This configures the Service to run. It will first use the declarations section to declare AMQP queues and bindings. Then it will set QoS options, notably the prefetch_count which by far is the most important options for tuning RabbitMQ. By prefetching a bit of messages in, you can hide the network latency for a worker, which speeds up handling considerably. Even fairly low prefetch settings tend to have good results. You also set a subscriber_count which tells the system how many worker processes to spawn. This can be used as a simple way to introduce an artificial concurrency limit into the system. Some times this is desirable as you can avoid the system flooding other subsystems.

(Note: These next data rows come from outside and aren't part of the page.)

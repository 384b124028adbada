//! Cycle position arithmetic.
//!
//! Maps a calendar date to its position within a shift's repeating cycle.

use chrono::NaiveDate;

use crate::error::{EngineError, EngineResult};

/// Returns the cycle position of `target` for a cycle starting on `start`.
///
/// The result is always in `0..cycle_length`, including for dates before
/// `start`, so historical ranges can be previewed with the same arithmetic.
///
/// # Errors
///
/// [`EngineError::InvalidCycle`] when `cycle_length` is zero or negative,
/// or too long for a position to fit in a `u32`.
///
/// # Example
///
/// ```
/// use attendance_engine::calculation::index_for;
/// use chrono::NaiveDate;
///
/// let start = NaiveDate::from_ymd_opt(2024, 1, 1).unwrap();
///
/// assert_eq!(index_for(start, 7, start).unwrap(), 0);
/// assert_eq!(index_for(start, 7, NaiveDate::from_ymd_opt(2024, 1, 10).unwrap()).unwrap(), 2);
/// // The day before the start is the last position of the previous cycle.
/// assert_eq!(index_for(start, 7, NaiveDate::from_ymd_opt(2023, 12, 31).unwrap()).unwrap(), 6);
/// ```
pub fn index_for(start: NaiveDate, cycle_length: i64, target: NaiveDate) -> EngineResult<u32> {
    if cycle_length <= 0 {
        return Err(EngineError::InvalidCycle { cycle_length });
    }
    let offset = (target - start).num_days();
    u32::try_from(offset.rem_euclid(cycle_length))
        .map_err(|_| EngineError::InvalidCycle { cycle_length })
}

The passive flag works as in the case of the publisher: setting this value to true forces exchange/queue creation to be passive such that creation fails if the queue is not present already on the broker.

Operation works by initializing the system into the value given by init_state. Then, every message is handled by the callback given in function. Unrecognized messages to the process is handled by the handle_info call. This allows you to handle events from the outside.

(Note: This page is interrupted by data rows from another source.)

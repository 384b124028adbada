//! Schedule resolution.
//!
//! Produces, for every date of a range covered by an assignment, the
//! concrete schedule in effect. Exceptions are consulted first; otherwise
//! the cycle position decides the interval, subject to the shift's weekend
//! and day-off rules. Absolute timestamps are always built as offsets from
//! the entry timestamp, which is what keeps overnight shifts on the date
//! they started.

use chrono::{Datelike, Duration, NaiveDate, Weekday};
use tracing::debug;

use crate::config::ScheduleCatalog;
use crate::error::{EngineError, EngineResult};
use crate::models::{
    AppliedException, Assignment, DateRange, DayStatus, ExpectedTimes, PunchWindows,
    ResolutionWarning, ResolvedDay, ScheduleException, ShiftDefinition, TimeInterval, WarningCode,
};

use super::cycle_index::index_for;
use super::exception_resolver::ExceptionResolver;

/// Resolved days for a range together with the non-fatal warnings raised
/// while producing them.
#[derive(Debug, Clone, Default, PartialEq, Eq)]
pub struct Resolution {
    /// One entry per covered date, in date order.
    pub days: Vec<ResolvedDay>,
    /// Ambiguities and data gaps encountered.
    pub warnings: Vec<ResolutionWarning>,
}

/// Resolves assignments against a catalog and a set of exceptions.
///
/// Both inputs are borrowed for the lifetime of the resolver and never
/// modified, so one resolver can be shared by any number of threads.
#[derive(Debug, Clone, Copy)]
pub struct ScheduleResolver<'a> {
    catalog: &'a ScheduleCatalog,
    exceptions: ExceptionResolver<'a>,
}

impl<'a> ScheduleResolver<'a> {
    /// Creates a resolver. Exceptions are validated per employee when
    /// that employee is resolved.
    pub fn new(catalog: &'a ScheduleCatalog, exceptions: &'a [ScheduleException]) -> Self {
        Self {
            catalog,
            exceptions: ExceptionResolver::new(exceptions),
        }
    }

    /// Resolves one assignment over `range`.
    ///
    /// Dates outside the assignment are skipped, so the result may be
    /// shorter than the range.
    ///
    /// # Errors
    ///
    /// Returns a configuration error when the assignment is invalid, its
    /// shift is unknown, one of the employee's exceptions is malformed, or
    /// an applied exception references an unknown interval.
    ///
    /// # Example
    ///
    /// ```
    /// use attendance_engine::calculation::ScheduleResolver;
    /// use attendance_engine::config::ConfigLoader;
    /// use attendance_engine::models::{Assignment, DateRange};
    /// use chrono::NaiveDate;
    ///
    /// let config = ConfigLoader::load("./config/default").unwrap();
    /// let resolver = ScheduleResolver::new(config.catalog(), &[]);
    ///
    /// let assignment = Assignment {
    ///     id: "asg_1".to_string(),
    ///     employee_id: "emp_001".to_string(),
    ///     shift_id: "office".to_string(),
    ///     start_date: NaiveDate::from_ymd_opt(2024, 1, 1).unwrap(),
    ///     end_date: None,
    /// };
    /// let range = DateRange::new(
    ///     NaiveDate::from_ymd_opt(2024, 1, 1).unwrap(),
    ///     NaiveDate::from_ymd_opt(2024, 1, 7).unwrap(),
    /// ).unwrap();
    ///
    /// let resolution = resolver.resolve(&assignment, range).unwrap();
    /// assert_eq!(resolution.days.len(), 7);
    /// assert!(resolution.days[5].is_rest());
    /// ```
    pub fn resolve(&self, assignment: &Assignment, range: DateRange) -> EngineResult<Resolution> {
        assignment.validate()?;
        self.exceptions.validate_for(&assignment.employee_id)?;
        let shift = self
            .catalog
            .shift(&assignment.shift_id)
            .ok_or_else(|| EngineError::UnknownShift {
                shift_id: assignment.shift_id.clone(),
                assignment_id: assignment.id.clone(),
            })?;
        shift.validate()?;

        let mut resolution = Resolution::default();
        for date in range.days().filter(|d| assignment.covers(*d)) {
            self.resolve_date(assignment, shift, date, &mut resolution)?;
        }

        debug!(
            employee_id = %assignment.employee_id,
            assignment_id = %assignment.id,
            shift_id = %shift.id,
            days = resolution.days.len(),
            warnings = resolution.warnings.len(),
            "Resolved assignment"
        );

        Ok(resolution)
    }

    /// Resolves every assignment belonging to `employee_id` and merges the
    /// results in date order.
    ///
    /// Assignments for other employees are ignored.
    ///
    /// # Errors
    ///
    /// [`EngineError::OverlappingAssignments`] when two assignments cover a
    /// common date inside `range`, plus anything [`resolve`](Self::resolve)
    /// can return.
    pub fn resolve_employee(
        &self,
        employee_id: &str,
        assignments: &[Assignment],
        range: DateRange,
    ) -> EngineResult<Resolution> {
        let mut own: Vec<&Assignment> = assignments
            .iter()
            .filter(|a| a.employee_id == employee_id)
            .collect();
        own.sort_by(|a, b| a.start_date.cmp(&b.start_date).then_with(|| a.id.cmp(&b.id)));

        for assignment in &own {
            assignment.validate()?;
        }

        for (i, first) in own.iter().enumerate() {
            for second in &own[i + 1..] {
                if let Some(date) = overlap_within(first, second, range) {
                    return Err(EngineError::OverlappingAssignments {
                        employee_id: employee_id.to_string(),
                        first: first.id.clone(),
                        second: second.id.clone(),
                        date,
                    });
                }
            }
        }

        let mut merged = Resolution::default();
        for assignment in own {
            let resolution = self.resolve(assignment, range)?;
            merged.days.extend(resolution.days);
            merged.warnings.extend(resolution.warnings);
        }
        merged.days.sort_by_key(|d| d.date);
        merged.warnings.sort_by_key(|w| w.date);

        Ok(merged)
    }

    fn resolve_date(
        &self,
        assignment: &Assignment,
        shift: &ShiftDefinition,
        date: NaiveDate,
        resolution: &mut Resolution,
    ) -> EngineResult<()> {
        let day_index = index_for(assignment.start_date, shift.cycle_days(), date)?;

        let found = self
            .exceptions
            .find_override(&assignment.employee_id, &assignment.id, date);
        if let Some(warning) = found.warning {
            resolution.warnings.push(warning);
        }

        let mut day = ResolvedDay {
            employee_id: assignment.employee_id.clone(),
            assignment_id: assignment.id.clone(),
            shift_id: shift.id.clone(),
            date,
            day_index,
            status: DayStatus::Scheduled,
            interval: None,
            is_exception: false,
            exception: None,
            expected: None,
        };

        if let Some(exception) = found.matched {
            let interval = self.catalog.interval(&exception.interval_id).ok_or_else(|| {
                EngineError::UnknownTimeInterval {
                    interval_id: exception.interval_id.clone(),
                    referenced_by: format!("exception '{}'", exception.id),
                }
            })?;
            day.is_exception = true;
            day.exception = Some(AppliedException {
                exception_id: exception.id.clone(),
                priority: exception.priority(),
            });
            day.expected = Some(expected_times(date, interval));
            day.interval = Some(interval.clone());
            resolution.days.push(day);
            return Ok(());
        }

        let cycle_day = shift.day(day_index);
        let rest_weekend = is_weekend(date) && !shift.works_weekends;
        let rest_day_off = cycle_day.is_some_and(|d| d.day_off) && !shift.works_days_off;

        if rest_weekend || rest_day_off {
            day.status = DayStatus::Rest;
        } else if let Some(interval_id) = shift.interval_at(day_index) {
            let interval = self.catalog.interval(interval_id).ok_or_else(|| {
                EngineError::UnknownTimeInterval {
                    interval_id: interval_id.to_string(),
                    referenced_by: format!("shift '{}'", shift.id),
                }
            })?;
            day.expected = Some(expected_times(date, interval));
            day.interval = Some(interval.clone());
        } else {
            debug!(
                employee_id = %assignment.employee_id,
                shift_id = %shift.id,
                date = %date,
                day_index,
                "No interval bound to cycle position"
            );
            day.status = DayStatus::Unresolved;
            resolution.warnings.push(ResolutionWarning {
                code: WarningCode::UnresolvedDay,
                employee_id: assignment.employee_id.clone(),
                date,
                message: format!(
                    "shift '{}' has no interval at cycle position {}",
                    shift.id, day_index
                ),
                related_ids: vec![assignment.id.clone(), shift.id.clone()],
            });
        }

        resolution.days.push(day);
        Ok(())
    }
}

/// Builds the absolute expected timestamps and punch windows of `interval`
/// worked on `date`.
///
/// The exit is `entry + duration`, so an interval starting at 22:00 for
/// eight hours exits at 06:00 on the following calendar day.
///
/// # Example
///
/// ```
/// use attendance_engine::calculation::expected_times;
/// use attendance_engine::models::{PunchMargins, TimeInterval};
/// use chrono::{NaiveDate, NaiveTime};
///
/// let night = TimeInterval {
///     id: "night".to_string(),
///     name: "Night".to_string(),
///     entry_time: NaiveTime::from_hms_opt(22, 0, 0).unwrap(),
///     duration_minutes: 480,
///     breaks: vec![],
///     margins: PunchMargins { entry_from: 60, entry_to: 120, exit_from: 60, exit_to: 180 },
///     overtime_levels: vec![],
///     allow_late_minutes: 10,
///     allow_early_leave_minutes: 0,
/// };
///
/// let date = NaiveDate::from_ymd_opt(2024, 1, 1).unwrap();
/// let expected = expected_times(date, &night);
/// assert_eq!(expected.exit, NaiveDate::from_ymd_opt(2024, 1, 2).unwrap().and_hms_opt(6, 0, 0).unwrap());
/// assert_eq!(expected.windows.exit_to, NaiveDate::from_ymd_opt(2024, 1, 2).unwrap().and_hms_opt(9, 0, 0).unwrap());
/// ```
pub fn expected_times(date: NaiveDate, interval: &TimeInterval) -> ExpectedTimes {
    let entry = date.and_time(interval.entry_time);
    let exit = entry + Duration::minutes(i64::from(interval.duration_minutes));
    let margins = interval.margins;

    ExpectedTimes {
        entry,
        exit,
        windows: PunchWindows {
            entry_from: entry - Duration::minutes(i64::from(margins.entry_from)),
            entry_to: entry + Duration::minutes(i64::from(margins.entry_to)),
            exit_from: exit - Duration::minutes(i64::from(margins.exit_from)),
            exit_to: exit + Duration::minutes(i64::from(margins.exit_to)),
        },
    }
}

fn is_weekend(date: NaiveDate) -> bool {
    matches!(date.weekday(), Weekday::Sat | Weekday::Sun)
}

/// First date inside `range` covered by both assignments.
fn overlap_within(a: &Assignment, b: &Assignment, range: DateRange) -> Option<NaiveDate> {
    let start = a.first_overlap(b)?;
    let end = match (a.end_date, b.end_date) {
        (Some(x), Some(y)) => x.min(y),
        (Some(x), None) | (None, Some(x)) => x,
        (None, None) => range.end_date,
    };
    let from = start.max(range.start_date);
    (from <= end.min(range.end_date)).then_some(from)
}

Note: A current design limitation is that you can only process one message at a time. A truly asynchronous message processor could be written, but we have not had the need yet.

The signature for the callback function is:

    loop(RoutingKey, ContentType, Payload, State) ->
        {remove, State} | {reject, State} | {stop, Reason, State}
        | {ack, State'} | {reply, CType, Payload, State}

The idea is that the loop/4 function processes the message and returns what should happen with the message:

  • Returning remove will reject the message with no requeue. It is intended when you know no other node/process will be able to handle the message. For instance that the data is corrupted.

  • Returning reject is a temporary rejection of the message. It goes back into the queue as per the RabbitMQ semantics and will be redelivered later with the redelivery flag set (we currently have no way to inspect the redelivery state in the framework)

  • The ack return value is used to acknowledge successful processing of the message. It is used in non-RPC settings.

  • The reply return is used to form an RPC reply back to the caller. This correctly uses the reply-to queue and correlation ID of the AMQP message to make a reply back to the caller. Its intended use is in RPC messaging.

  • The stop return is used to crash the subscriber-worker somewhat gracefully. It rejects the message as in reject but also stops the worker, so you can get back to a safe invariant state. The supplied Reason becomes the exit reason for the worker.

If a message is received by the subscription process it doens't understand itself, it is forwarded to the handle_info function:

    handle_info(Info, State) -> {ok, State}.

It is intended to be used to handle a state change upon external events.

Bulk-mode subscription (Experimental)

Note: We think this feature is sound, but currently it has not seen much use and thus, the API might change in the future. We will have to address problems, surely, and some of those might alter the API.

Enabling bulk mode proceeds as single mode configuration, but sets the bulk mode flag on the connection:

    Config = #{
        name => Name,
        function => fun CallbackMod:loop/5,
        handle_info => fun CallbackMod:handle_info/2,
        …,

        prefetch_count => PC,
        mode => bulk
    }

This setting will feed messages to your callback function, up to the prefetch_count, PC. Hence, it is advised to set a relatively large prefetch count if batching is desirable. In bulk mode, the callback function looks like:

    loop(RoutingKey, ContentType, Payload, Tag, State) -> {Cmds, State}

where Cmds is a list of (effectful) commands to apply to the RabbitMQ system. The list can be empty, in which case no commands are processed. Note that the loop function also contains an opaque Tag for the incoming message. If you store that tag, you can use it in commands later on in the sequence. The possible commands are:

  • {ack, Tag} — ack the message with Tag.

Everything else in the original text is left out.